START MATERIAL SHOWN
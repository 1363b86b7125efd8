//! 2D point type.

use super::Vec2;
use num_traits::Float;
use std::ops::{Add, Sub};

/// A 2D point with x and y coordinates.
///
/// Scene coordinates are screen-style (y grows downwards); nothing in the
/// point type depends on that, but see [`crate::sector`] for where it does.
#[derive(Debug, Clone, Copy, PartialEq)]
#[cfg_attr(feature = "serde", derive(serde::Serialize, serde::Deserialize))]
pub struct Point2<F> {
    pub x: F,
    pub y: F,
}

impl<F: Float> Point2<F> {
    /// Creates a new point.
    #[inline]
    pub fn new(x: F, y: F) -> Self {
        Self { x, y }
    }

    /// Creates a point at the origin (0, 0).
    #[inline]
    pub fn origin() -> Self {
        Self {
            x: F::zero(),
            y: F::zero(),
        }
    }

    /// Computes the squared distance to another point.
    #[inline]
    pub fn distance_squared(self, other: Self) -> F {
        (other - self).magnitude_squared()
    }

    /// Computes the Euclidean distance to another point.
    #[inline]
    pub fn distance(self, other: Self) -> F {
        self.distance_squared(other).sqrt()
    }

    /// Returns `self + v * t`.
    #[inline]
    pub fn offset(self, v: Vec2<F>, t: F) -> Self {
        Self {
            x: self.x + v.x * t,
            y: self.y + v.y * t,
        }
    }

    /// Returns the position vector of this point.
    #[inline]
    pub fn to_vec(self) -> Vec2<F> {
        Vec2::new(self.x, self.y)
    }
}

impl<F: Float> Sub for Point2<F> {
    type Output = Vec2<F>;

    #[inline]
    fn sub(self, other: Self) -> Vec2<F> {
        Vec2::new(self.x - other.x, self.y - other.y)
    }
}

impl<F: Float> Add<Vec2<F>> for Point2<F> {
    type Output = Self;

    #[inline]
    fn add(self, v: Vec2<F>) -> Self {
        Self::new(self.x + v.x, self.y + v.y)
    }
}

impl<F: Float> Sub<Vec2<F>> for Point2<F> {
    type Output = Self;

    #[inline]
    fn sub(self, v: Vec2<F>) -> Self {
        Self::new(self.x - v.x, self.y - v.y)
    }
}

impl<F: Float> From<(F, F)> for Point2<F> {
    fn from((x, y): (F, F)) -> Self {
        Self::new(x, y)
    }
}

impl<F: Float> Default for Point2<F> {
    fn default() -> Self {
        Self::origin()
    }
}

#[cfg(test)]
mod tests {
    use super::*;
    use approx::assert_relative_eq;

    #[test]
    fn test_distance() {
        let a: Point2<f64> = Point2::new(1.0, 1.0);
        let b = Point2::new(4.0, 5.0);
        assert_eq!(a.distance_squared(b), 25.0);
        assert_eq!(a.distance(b), 5.0);
    }

    #[test]
    fn test_point_vector_arithmetic() {
        let p: Point2<f64> = Point2::new(2.0, 3.0);
        let q = Point2::new(5.0, -1.0);
        let v = q - p;
        assert_eq!(v, Vec2::new(3.0, -4.0));
        assert_eq!(p + v, q);
        assert_eq!(q - v, p);
    }

    #[test]
    fn test_offset() {
        let p: Point2<f64> = Point2::new(10.0, 10.0);
        let r = p.offset(Vec2::new(0.6, 0.8), 5.0);
        assert_relative_eq!(r.x, 13.0);
        assert_relative_eq!(r.y, 14.0);
    }
}
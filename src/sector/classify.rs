//! Point–sector classification.

use super::Sector;
use crate::primitives::Point2;
use num_traits::Float;

/// Where a point lies relative to a sector.
#[derive(Debug, Clone, Copy, PartialEq, Eq)]
pub enum PointInSector {
    /// In front of the observer and inside the bounding circle, but outside
    /// the cone's angular range.
    FrontSemicircle,
    /// On or behind the line through the centre perpendicular to the facing.
    Behind,
    /// In front, but beyond the bounding circle by more than the tolerance.
    Outside,
    /// Inside the cone: in front, within the circle and between the two
    /// cone edges. Points on the arc count as within.
    Within,
}

/// Classifies `p` against `sector`.
///
/// The cone test uses two cross-product signs and works for any point, not
/// only for points on the circle. Coordinates are screen-style (y down), so
/// a direction between the cone edges satisfies
/// `edge0 × v <= 0` and `v × edge1 <= 0`, where `edge0` is the facing rotated
/// towards +y and `edge1` the facing rotated towards -y.
pub fn classify<F: Float>(p: Point2<F>, sector: &Sector<F>, eps: F) -> PointInSector {
    let v = p - sector.centre();
    if v.dot(sector.mid_dir()) <= F::zero() {
        return PointInSector::Behind;
    }

    if v.magnitude_squared() - sector.radius_squared() > eps {
        return PointInSector::Outside;
    }

    let [edge0, edge1] = sector.fov_edges();
    if edge0.direction().cross(v) <= F::zero() && v.cross(edge1.direction()) <= F::zero() {
        PointInSector::Within
    } else {
        PointInSector::FrontSemicircle
    }
}

#[cfg(test)]
mod tests {
    use super::*;
    use crate::primitives::Vec2;
    use std::f64::consts::FRAC_PI_4;

    fn east_sector() -> Sector<f64> {
        Sector::new(Point2::new(0.0, 0.0), Vec2::unit_x(), 10.0, FRAC_PI_4)
    }

    #[test]
    fn test_behind() {
        let s = east_sector();
        assert_eq!(classify(Point2::new(-1.0, 0.0), &s, 0.075), PointInSector::Behind);
        // Exactly abeam counts as behind
        assert_eq!(classify(Point2::new(0.0, 5.0), &s, 0.075), PointInSector::Behind);
        assert_eq!(classify(s.centre(), &s, 0.075), PointInSector::Behind);
    }

    #[test]
    fn test_outside() {
        let s = east_sector();
        assert_eq!(classify(Point2::new(10.5, 0.0), &s, 0.075), PointInSector::Outside);
    }

    #[test]
    fn test_within() {
        let s = east_sector();
        assert_eq!(classify(Point2::new(5.0, 0.0), &s, 0.075), PointInSector::Within);
        assert_eq!(classify(Point2::new(5.0, 4.9), &s, 0.075), PointInSector::Within);
        assert_eq!(classify(Point2::new(5.0, -4.9), &s, 0.075), PointInSector::Within);
    }

    #[test]
    fn test_front_semicircle() {
        let s = east_sector();
        assert_eq!(
            classify(Point2::new(1.0, 5.0), &s, 0.075),
            PointInSector::FrontSemicircle
        );
        assert_eq!(
            classify(Point2::new(1.0, -5.0), &s, 0.075),
            PointInSector::FrontSemicircle
        );
    }

    #[test]
    fn test_arc_tolerance_band() {
        let s = east_sector();
        // r² = 100; 10.003² - 100 ≈ 0.06 stays inside the band
        assert_eq!(classify(Point2::new(10.003, 0.0), &s, 0.075), PointInSector::Within);
        // 10.004² - 100 ≈ 0.08 falls outside
        assert_eq!(classify(Point2::new(10.004, 0.0), &s, 0.075), PointInSector::Outside);
    }

    #[test]
    fn test_cone_edge_ends_are_within() {
        let s = east_sector();
        for edge in s.fov_edges() {
            assert_eq!(classify(edge.end(), &s, 0.075), PointInSector::Within);
        }
    }
}
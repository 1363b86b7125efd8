//! sightcone - Occluder-aware 2D field of vision
//!
//! Computes the region an observer can see inside a circular sight cone when
//! polygons and walls get in the way. The boundary comes back as an ordered
//! list of points, with a quadratic-curve control point wherever the boundary
//! follows the sight circle, ready to be filled by any 2D renderer.
//!
//! Coordinates are screen-style (y grows downwards) and every comparison uses
//! an explicit tolerance from [`FovConfig`].
//!
//! # Example
//!
//! ```
//! use sightcone::{FieldOfView, FovConfig, Observer, Point2, Scene, Vec2};
//!
//! let scene = Scene::from_coords(&[
//!     &[100.0, 100.0, 200.0, 100.0, 200.0, 200.0, 100.0, 200.0][..],
//! ]).unwrap();
//! let observer = Observer::new(Point2::new(374.0, 203.0), Vec2::new(-0.707, 0.707));
//!
//! let mut fov = FieldOfView::new(FovConfig::default()).unwrap();
//! let visibility = fov.update(&scene, &observer);
//!
//! // Two hits on the rectangle, then the arc
//! assert_eq!(visibility.len(), 4);
//! assert!(!fov.is_point_visible(&scene, Point2::new(150.0, 150.0)));
//! ```

pub mod config;
pub mod error;
pub mod fov;
pub mod intersect;
pub mod io;
pub mod primitives;
pub mod scene;
pub mod sector;
pub mod tolerance;

pub use config::FovConfig;
pub use error::FovError;
pub use fov::{compute_visibility, FieldOfView, Visibility, VisibilityVertex};
pub use primitives::{Edge2, EdgeKind, Point2, Polygon, Vec2};
pub use scene::{EdgeId, Scene};
pub use sector::{classify, Observer, PointInSector, Sector};
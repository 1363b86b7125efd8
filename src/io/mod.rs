//! Export of visibility results for rendering and inspection.

mod svg;

pub use svg::{
    commands_to_svg_path, polygon_to_svg_path, sector_to_svg_path, visibility_commands,
    visibility_to_svg_path, SvgCommand,
};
END MATERIAL SHOWN
Exactly as they stand, set down the lines from the top of the data through the line with "nothing in the".

repository 1363b86b7125efd8
//! 2D point type.

use super::Vec2;
use num_traits::Float;
use std::ops::{Add, Sub};

/// A 2D point with x and y coordinates.
///
/// Scene coordinates are screen-style (y grows downwards); nothing in the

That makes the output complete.